With hindsight, Haque says, he could see his brother was showing signs of serious depression.

After Ziaul’s August 2016 suicide, Haque, who was about to complete his degree in electrical engineering, took a year off from school. He went and stayed with his uncle on Long Island, where he became suicidal. He blamed himself for his brother’s death.

“I felt like I had no point in life,” Haque said. “Like, how do you recover from this?”

He felt Ziaul’s death could have been prevented. That part upset him the most — how no one recognized or addressed his brother’s deteriorating mental health.

Ziaul Haque committed suicide in Aug. 2016 just after his freshman year at NYU. Photo courtesy of Anamul Haque.
Ziaul Haque committed suicide in August 2016, just after completing his freshman year at NYU. Photo courtesy of Anamul Haque.

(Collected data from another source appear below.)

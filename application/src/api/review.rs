//! [`Review`]-related definitions.

use common::DateTime;
use derive_more::{AsRef, Display, From, Into};
use juniper::{
    graphql_object, GraphQLInputObject, GraphQLObject, GraphQLScalar,
};
use service::domain::{self, rating::Score};
use uuid::Uuid;

use crate::{api, api::scalar, Context, Error};

/// A review left after a completed `Booking`.
///
/// Stays hidden from everyone but its author until published.
#[derive(Clone, Debug, From)]
pub struct Review(domain::Review);

/// A review left after a completed `Booking`.
#[graphql_object(context = Context)]
impl Review {
    /// Unique identifier of this `Review`.
    #[must_use]
    pub fn id(&self) -> Id {
        self.0.id.into()
    }

    /// ID of the reviewed `Booking`.
    #[must_use]
    pub fn booking_id(&self) -> api::booking::Id {
        self.0.booking_id.into()
    }

    /// `Listing` of the reviewed `Booking`.
    #[must_use]
    pub fn listing(&self) -> api::Listing {
        #[expect(
            unsafe_code,
            reason = "`Review` loaded from repository guarantees `Listing` \
                      existence"
        )]
        unsafe {
            api::Listing::new_unchecked(self.0.listing_id)
        }
    }

    /// ID of the reviewing `User`.
    #[must_use]
    pub fn reviewer_id(&self) -> api::user::Id {
        self.0.reviewer_id.into()
    }

    /// ID of the reviewed `User`.
    #[must_use]
    pub fn reviewee_id(&self) -> api::user::Id {
        self.0.reviewee_id.into()
    }

    /// Kind of this `Review`.
    #[must_use]
    pub fn kind(&self) -> Kind {
        self.0.kind.into()
    }

    /// Overall score in the `1..=5` range.
    #[must_use]
    pub fn overall(&self) -> i32 {
        self.0.overall.get().into()
    }

    /// Detailed scores of this `Review`.
    #[must_use]
    pub fn details(&self) -> Details {
        self.0.details.into()
    }

    /// Public text of this `Review`.
    #[must_use]
    pub fn text(&self) -> Option<Text> {
        self.0.text.clone().map(Into::into)
    }

    /// Private feedback to the platform.
    ///
    /// Visible to the author of this `Review` only.
    #[tracing::instrument(
        skip_all,
        fields(
            gql.name = "Review.feedback",
            otel.name = api::Query::SPAN_NAME,
        ),
    )]
    pub async fn feedback(
        &self,
        ctx: &Context,
    ) -> Result<Option<Feedback>, Error> {
        let viewer = ctx.viewer().await?;
        Ok(self
            .0
            .feedback_for(viewer)
            .cloned()
            .map(Into::into))
    }

    /// Response of the reviewed owner.
    #[must_use]
    pub fn response(&self) -> Option<Response> {
        self.0.response.clone().map(|r| Response {
            text: r.text.into(),
            responded_at: r.responded_at.coerce(),
            locked_at: r.locked_at.coerce(),
        })
    }

    /// `DateTime` when this `Review` was published.
    ///
    /// `null` while it's hidden.
    #[must_use]
    pub fn published_at(&self) -> Option<DateTime> {
        self.0.published_at.map(|at| at.coerce())
    }

    /// Indicator whether this `Review` was flagged for moderation.
    #[must_use]
    pub fn is_flagged(&self) -> bool {
        self.0.flagged_at.is_some()
    }

    /// `DateTime` when this `Review` was submitted.
    #[must_use]
    pub fn created_at(&self) -> DateTime {
        self.0.created_at.coerce()
    }
}

/// Unique identifier of a `Review`.
#[derive(Clone, Copy, Debug, Display, Into, From, GraphQLScalar)]
#[from(domain::review::Id)]
#[into(domain::review::Id)]
#[graphql(name = "ReviewId", transparent)]
pub struct Id(Uuid);

/// Public text of a `Review`.
#[derive(AsRef, Clone, Debug, Display, From, GraphQLScalar, Into)]
#[graphql(name = "ReviewText", with = scalar::Via::<domain::review::Text>)]
pub struct Text(domain::review::Text);

/// Private feedback of a `Review` author to the platform.
#[derive(AsRef, Clone, Debug, Display, From, GraphQLScalar, Into)]
#[graphql(
    name = "ReviewFeedback",
    with = scalar::Via::<domain::review::Feedback>,
)]
pub struct Feedback(domain::review::Feedback);

/// Text of an owner's response to a `Review`.
#[derive(AsRef, Clone, Debug, Display, From, GraphQLScalar, Into)]
#[graphql(
    name = "ReviewResponseText",
    with = scalar::Via::<domain::review::ResponseText>,
)]
pub struct ResponseText(domain::review::ResponseText);

/// Owner's response to a `Review`.
#[derive(Clone, Debug, GraphQLObject)]
#[graphql(name = "ReviewResponse", context = Context)]
pub struct Response {
    /// Text of this `ReviewResponse`.
    pub text: ResponseText,

    /// `DateTime` of the first response.
    pub responded_at: DateTime,

    /// `DateTime` after which this `ReviewResponse` can't be edited.
    pub locked_at: DateTime,
}

/// Detailed scores of a `Review`.
///
/// Only the scores of the `Review` kind may be set.
#[derive(Clone, Copy, Debug, Default, GraphQLObject)]
#[graphql(name = "ReviewDetails", context = Context)]
pub struct Details {
    /// Quality of the rented equipment.
    pub equipment_quality: Option<i32>,

    /// Cleanliness of the rented equipment.
    pub cleanliness: Option<i32>,

    /// Communication with the owner.
    pub communication: Option<i32>,

    /// Accuracy of the `Listing` description.
    pub accuracy: Option<i32>,

    /// Value for the money.
    pub value: Option<i32>,

    /// Respect of the renter to the equipment and the owner.
    pub respect: Option<i32>,

    /// Timeliness of the pickup and the return.
    pub timeliness: Option<i32>,

    /// Condition of the equipment on return.
    pub condition_on_return: Option<i32>,
}

impl From<domain::review::Details> for Details {
    fn from(details: domain::review::Details) -> Self {
        use domain::review::Details as D;

        let score = |s: Option<Score>| s.map(|s| i32::from(s.get()));
        match details {
            D::Listing {
                equipment_quality,
                cleanliness,
                communication,
                accuracy,
                value,
            } => Self {
                equipment_quality: score(equipment_quality),
                cleanliness: score(cleanliness),
                communication: score(communication),
                accuracy: score(accuracy),
                value: score(value),
                ..Self::default()
            },
            D::Renter {
                respect,
                timeliness,
                condition_on_return,
            } => Self {
                respect: score(respect),
                timeliness: score(timeliness),
                condition_on_return: score(condition_on_return),
                ..Self::default()
            },
        }
    }
}

/// Detailed scores of a `LISTING` `Review`.
#[derive(Clone, Copy, Debug, GraphQLInputObject)]
pub struct ListingDetailsInput {
    /// Quality of the rented equipment.
    pub equipment_quality: Option<i32>,

    /// Cleanliness of the rented equipment.
    pub cleanliness: Option<i32>,

    /// Communication with the owner.
    pub communication: Option<i32>,

    /// Accuracy of the `Listing` description.
    pub accuracy: Option<i32>,

    /// Value for the money.
    pub value: Option<i32>,
}

impl TryFrom<ListingDetailsInput> for domain::review::Details {
    type Error = Error;

    fn try_from(input: ListingDetailsInput) -> Result<Self, Self::Error> {
        let ListingDetailsInput {
            equipment_quality,
            cleanliness,
            communication,
            accuracy,
            value,
        } = input;
        Ok(Self::Listing {
            equipment_quality: equipment_quality.map(score).transpose()?,
            cleanliness: cleanliness.map(score).transpose()?,
            communication: communication.map(score).transpose()?,
            accuracy: accuracy.map(score).transpose()?,
            value: value.map(score).transpose()?,
        })
    }
}

/// Detailed scores of a `RENTER` `Review`.
#[derive(Clone, Copy, Debug, GraphQLInputObject)]
pub struct RenterDetailsInput {
    /// Respect of the renter to the equipment and the owner.
    pub respect: Option<i32>,

    /// Timeliness of the pickup and the return.
    pub timeliness: Option<i32>,

    /// Condition of the equipment on return.
    pub condition_on_return: Option<i32>,
}

impl TryFrom<RenterDetailsInput> for domain::review::Details {
    type Error = Error;

    fn try_from(input: RenterDetailsInput) -> Result<Self, Self::Error> {
        let RenterDetailsInput {
            respect,
            timeliness,
            condition_on_return,
        } = input;
        Ok(Self::Renter {
            respect: respect.map(score).transpose()?,
            timeliness: timeliness.map(score).transpose()?,
            condition_on_return: condition_on_return.map(score).transpose()?,
        })
    }
}

/// Parses the provided GraphQL `Int` into a [`Score`].
///
/// # Errors
///
/// If the provided value is out of the `1..=5` range.
pub fn score(value: i32) -> Result<Score, Error> {
    u8::try_from(value)
        .ok()
        .and_then(Score::new)
        .ok_or_else(|| Error::bad_request(&"Scores must be in `1..=5` range"))
}

mirror_kind! {
    #[doc = "Kind of a `Review`."]
    #[graphql(name = "ReviewKind")]
    enum Kind: domain::review::Kind {
        #[doc = "Renter reviews the equipment and its owner."]
        Listing,
        #[doc = "Owner reviews the renter."]
        Renter,
    }
}
//! Background environment for running [`Task`]s.

use std::{
    error::Error as StdError,
    future::{Future, IntoFuture},
};

use derive_more::{Display, Error};
use futures::{
    future::{self, LocalBoxFuture},
    FutureExt as _, TryFutureExt as _,
};
use tokio::task;
use tracing as log;

#[cfg(doc)]
use crate::Task;

/// Background environment running named [`Task`]s on the current thread.
///
/// Resolves once every [`Task`] is finished, or as soon as any of them
/// fails.
#[derive(Debug, Default)]
pub struct Background {
    /// Local set driving the spawned [`Task`]s.
    set: task::LocalSet,

    /// Names and handles of the spawned [`Task`]s.
    handles: Vec<(&'static str, task::JoinHandle<Result<(), String>>)>,
}

impl Background {
    /// Spawns the provided [`Task`] `future` under the provided `name`.
    pub fn spawn<F, E>(&mut self, name: &'static str, future: F)
    where
        F: Future<Output = Result<(), E>> + 'static,
        E: StdError + 'static,
    {
        log::debug!("spawning `{name}` background task");
        let handle = self.set.spawn_local(future.map_err(|e| e.to_string()));
        self.handles.push((name, handle));
    }
}

/// Failure of a [`Task`] running in a [`Background`].
#[derive(Clone, Debug, Display, Error)]
#[display("`{name}` task stopped: {reason}")]
pub struct Failure {
    /// Name of the failed [`Task`].
    pub name: &'static str,

    /// Description of the failure.
    #[error(not(source))]
    pub reason: String,
}

impl IntoFuture for Background {
    type Output = Result<(), Failure>;
    type IntoFuture = LocalBoxFuture<'static, Self::Output>;

    fn into_future(self) -> Self::IntoFuture {
        let Self { set, handles } = self;

        let tasks = handles.into_iter().map(|(name, handle)| {
            handle.map(move |res| match res {
                Ok(Ok(())) => Ok(()),
                Ok(Err(reason)) => Err(Failure { name, reason }),
                Err(e) => Err(Failure {
                    name,
                    reason: e.to_string(),
                }),
            })
        });

        // `LocalSet` makes no progress on its tasks unless polled itself.
        future::try_join(set.map(Ok), future::try_join_all(tasks))
            .map_ok(drop)
            .boxed_local()
    }
}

Suicide is the second leading cause of death for Americans between the ages of 10 and 34 — after unintentional injuries — according to 2016 and 2017 data compiled by the Centers for Disease Control and Prevention. The CDC lists extreme mood swings, increased anger or rage, and expressions of hopelessness and isolation among suicidal warning signs.

Looking to help other young people considering suicide and searching for closure to a painful chapter of his own life, Haque is sharing his story in hopes of passing a bill that would require K-12 New York teachers to take continuing education courses on mental illness, eating disorders and behavioral health disorders.

The bill, sponsored by Assemblymember Marcos Crespo of the Bronx, did not make it out of committee in the Assembly in 2015 or 2017. This year, it’s back in committee again.

“I still think it’s a worthwhile idea. I still think its relevant,” Crespo told the Brooklyn Eagle. The Assembly bill has about a half-dozen co-sponsors, he said. “I think it’s fair to say that educators should have a basic understanding of mental health.”

The bill has no co-sponsor in the State Senate, however.

While the bill does not specifically focus on suicide prevention, Haque believes the more aware teachers are of mental health issues, the more likely they’ll be to spot students with issues, like Ziaul.

“The time they spend with students puts teachers in a unique and important position to notice changes in a student’s behavior and intervene early and appropriately,” said Matt Kudish, executive director of the National Alliance on Mental Illness New York City branch.

“This training can start students on the path to receiving support and treatment earlier than they might otherwise, and early intervention around these issues is critically important,” he said.

Initially, Haque pushed for the Jason Flatt Act, which would require all teachers to take two hours of suicide awareness and prevention classes each year in order to be licensed by the state.

The act has been passed in 20 states throughout the country, with support from the states’ departments of education.

New York is not one of them.

Haque went to his local Brooklyn community board — Community Board 14 — to explain the Jason Flatt Act. He collected signatures at subway stations from residents who listened to his story and supported his goal.


“I want people to know me as someone who did something about this.” Anamul Haque


After compiling more than 200 signatures, Haque was able to set up a meeting with Assemblymember Mathylde Frontus’ chief of staff, who told him about Crespo’s bill already introduced in the Assembly.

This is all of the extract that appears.